Open sohibegit opened 7 years ago

sohibegit commented 7 years ago
File file = new File("data.xml");
XmlMapper xmlMapper = new XmlMapper();
List<MyClass> value = Arrays.asList(xmlMapper.readValue(file, MyClass[].class));

value.size(); output cannot exceed 100 no matter how many in the xml file it's like there is limit that i dont know of or it's a but Using: Linux Mint 18.2 Spring Boot 1.5.4.RELEASE Jackson 2.8.8 and i tried almost all of them still the same

cowtowncoder commented 7 years ago

There is no such limitation to size explicitly imposed by Jackson. But it is always possible that some bug somewhere could result in incorrect handling. So I think I would need full reproduction, including contents of data.xml, as well as definition of MyClass.

sohibegit commented 7 years ago

Maybe it is not an issue, but I found the cause, it is because data.xml contains <?xml tag after every 100 records It's like multiple xml files merged into 1 file So the xmlMapper runs until he sees the <?xml and stops I dont have control on creating this combined xml file that's why i had to hack it and removed the extra tags.

cowtowncoder commented 7 years ago

@sohibegit if you have test case or sample input, that would help.

Processing instructions (ones starting with <?) should not be problematic in themselves; they should be skipped. But perhaps something in handling is not doing that.

However: XML specification DOES NOT allow use of xml as processing instruction identifier: it is illegal to embed these at any place except for beginning of document, with no leading whitespace. All compliant parsers are expected to throw exception if such are found (at least by default; some may allow accepting non-conforming input). You can check this by using Xerces or Woodstox directly as parser. So there is also possibility of exception being thrown but caught by something in processing -- sometimes code swallows exceptions leading to hard to diagnose problems like this one.
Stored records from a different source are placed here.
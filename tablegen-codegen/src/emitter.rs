use std::io::{self, Write};

use tablegen_ir::Symbol;
use tablegen_lexer::LexTable;
use tablegen_parser::{ParseActionType, ParseTable};
use tablegen_prepare::SyntaxGrammar;

use crate::templating::Template;

const BANNER_TEMPLATE: &str =
    "=== table dump: /*{variable_count}*/ variable(s), /*{state_count}*/ parse state(s) ===\n";

/// Seam between the core pipeline and a source-emitting backend. The
/// workspace ships exactly one implementation ([`DebugTableEmitter`]); a
/// real C/Rust backend would implement this trait the same way a
/// lexer/parser code generator would implement a `LexerCodeGen`/
/// `LRParserCodeGen` pair.
pub trait CodeEmitter {
    fn emit(
        &self,
        grammar: &SyntaxGrammar,
        lex: &LexTable,
        parse: &ParseTable,
        out: &mut dyn Write,
    ) -> io::Result<()>;
}

fn production_text(grammar: &SyntaxGrammar, variable_index: usize, production_index: usize) -> String {
    let variable = &grammar.variables[variable_index];
    let production = &variable.productions[production_index];
    let rhs: Vec<String> = production
        .steps
        .iter()
        .map(|step| format!("{}", step.symbol))
        .collect();
    format!("{} -> {}", variable.name, rhs.join(" "))
}

/// Textual action/goto table dump plus a lex-table dump. Enough to
/// exercise `CompileResult` end-to-end without claiming to be a real
/// backend.
pub struct DebugTableEmitter;

impl DebugTableEmitter {
    pub fn new() -> Self {
        DebugTableEmitter
    }

    fn emit_banner(&self, grammar: &SyntaxGrammar, parse: &ParseTable, out: &mut dyn Write) -> io::Result<()> {
        let template = Template::new(BANNER_TEMPLATE);
        let mut writer = template.writer();
        let variable_count = grammar.variables.len();
        let state_count = parse.states.len();
        writer.substitute("variable_count", move |w| write!(w, "{}", variable_count));
        writer.substitute("state_count", move |w| write!(w, "{}", state_count));
        writer.write(out)
    }

    fn emit_productions(&self, grammar: &SyntaxGrammar, out: &mut dyn Write) -> io::Result<()> {
        writeln!(out, "Productions:")?;
        for (vi, variable) in grammar.variables.iter().enumerate() {
            for pi in 0..variable.productions.len() {
                writeln!(out, "  {}", production_text(grammar, vi, pi))?;
            }
        }
        writeln!(out)
    }

    fn emit_lex_table(&self, lex: &LexTable, out: &mut dyn Write) -> io::Result<()> {
        writeln!(out, "Lex table (start state {}):", lex.start)?;
        for (index, state) in lex.states.iter().enumerate() {
            let accept_text = match &state.accept {
                Some(accept) => format!("accept {} (prec {})", accept.symbol, accept.precedence),
                None => "-".to_string(),
            };
            writeln!(out, "  {:>3}: {}", index, accept_text)?;
            for (range, target) in &state.transitions {
                writeln!(out, "       [{}..={}] -> {}", range.start(), range.end(), target)?;
            }
        }
        writeln!(out)
    }

    fn emit_parse_table(&self, grammar: &SyntaxGrammar, parse: &ParseTable, out: &mut dyn Write) -> io::Result<()> {
        let _ = grammar;
        let symbols: Vec<Symbol> = parse.all_symbols().copied().collect();
        write!(out, "    |")?;
        for symbol in &symbols {
            write!(out, "{}|", symbol)?;
        }
        writeln!(out)?;

        for (state_index, state) in parse.states.iter().enumerate() {
            write!(out, "{:>4}|", state_index)?;
            for symbol in &symbols {
                let cell = if symbol.is_non_terminal() {
                    state
                        .nonterminal_entries
                        .get(&symbol.index)
                        .map(|target| format!("g{}", target))
                } else {
                    state.terminal_entries.get(symbol).and_then(|entry| {
                        entry.actions.last().map(|action| match action.action_type {
                            ParseActionType::Shift => format!("s{}", action.state_index.unwrap()),
                            ParseActionType::Reduce => {
                                let handle = action.production.unwrap();
                                format!("r{}.{}", handle.variable_index, handle.production_index)
                            }
                            ParseActionType::Accept => "acc".to_string(),
                            ParseActionType::Recover => "rec".to_string(),
                            ParseActionType::Error => "e".to_string(),
                        })
                    })
                };
                write!(out, "{}|", cell.unwrap_or_default())?;
            }
            writeln!(out)?;
        }
        Ok(())
    }
}

impl Default for DebugTableEmitter {
    fn default() -> Self {
        DebugTableEmitter::new()
    }
}

impl CodeEmitter for DebugTableEmitter {
    fn emit(
        &self,
        grammar: &SyntaxGrammar,
        lex: &LexTable,
        parse: &ParseTable,
        out: &mut dyn Write,
    ) -> io::Result<()> {
        self.emit_banner(grammar, parse, out)?;
        self.emit_productions(grammar, out)?;
        self.emit_lex_table(lex, out)?;
        self.emit_parse_table(grammar, parse, out)
    }
}

#[cfg(test)]
mod tests {
    use super::*;
    use tablegen_ir::VariableType;
    use tablegen_prepare::SyntaxVariable;

    #[test]
    fn emits_a_header_for_an_empty_grammar() {
        let grammar = SyntaxGrammar::default();
        let lex = LexTable {
            states: Vec::new(),
            start: 0,
        };
        let parse = ParseTable::new();
        let mut out = Vec::new();
        DebugTableEmitter::new().emit(&grammar, &lex, &parse, &mut out).unwrap();
        let text = String::from_utf8(out).unwrap();
        assert!(text.contains("Productions:"));
        assert!(text.contains("Lex table"));
    }

    #[test]
    fn production_text_renders_lhs_arrow_rhs() {
        let mut production = tablegen_ir::Production::new();
        production.push(tablegen_ir::ProductionStep::new(Symbol::terminal(0)));
        let grammar = SyntaxGrammar {
            variables: vec![SyntaxVariable {
                name: "s".into(),
                kind: VariableType::Named,
                productions: vec![production],
            }],
            ..Default::default()
        };
        assert_eq!(production_text(&grammar, 0, 0), "s -> term#0");
    }
}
sohibegit commented 6 years ago

notes.xml

<?xml version="1.0" ?>
<notes>
    <note>
        <to>Tove</to>
        <from>Jani</from>
        <heading>Reminder</heading>
        <body>Don't forget me this weekend!</body>
    </note>
    <note>
        <to>any</to>
        <from>any</from>
        <heading>Reminder</heading>
        <body>Don't forget</body>
    </note>
</notes>
<?xml version="1.0" ?>
<notes>
    <note>
        <to>Bob</to>
        <from>Tove</from>
        <heading>Reminder</heading>
        <body>Party!</body>
    </note>
</notes>

When I used an XML file similar to this for object mapping I get the first 2 notes only without getting the rest of notes and it didn't throw an exception to tell me what's wrong

cowtowncoder commented 6 years ago

@sohibegit that is not legal XML file, if it tries to include multiple XML declarations, for one. Surprising if parser does not report this via exception.

But aside from that, second list property value will override earlier value. Same would occur with properties of any other type.

sohibegit commented 6 years ago

It would be better if Jackson throw an exception in this case.

cowtowncoder commented 6 years ago

In former case, parser really should do that, but for latter it would be nice if it would be considered an error case. Currently this is unfortunately not possible since there is not tracking for values being set. But I will re-phrase issue title so that this can be considered an improvement idea.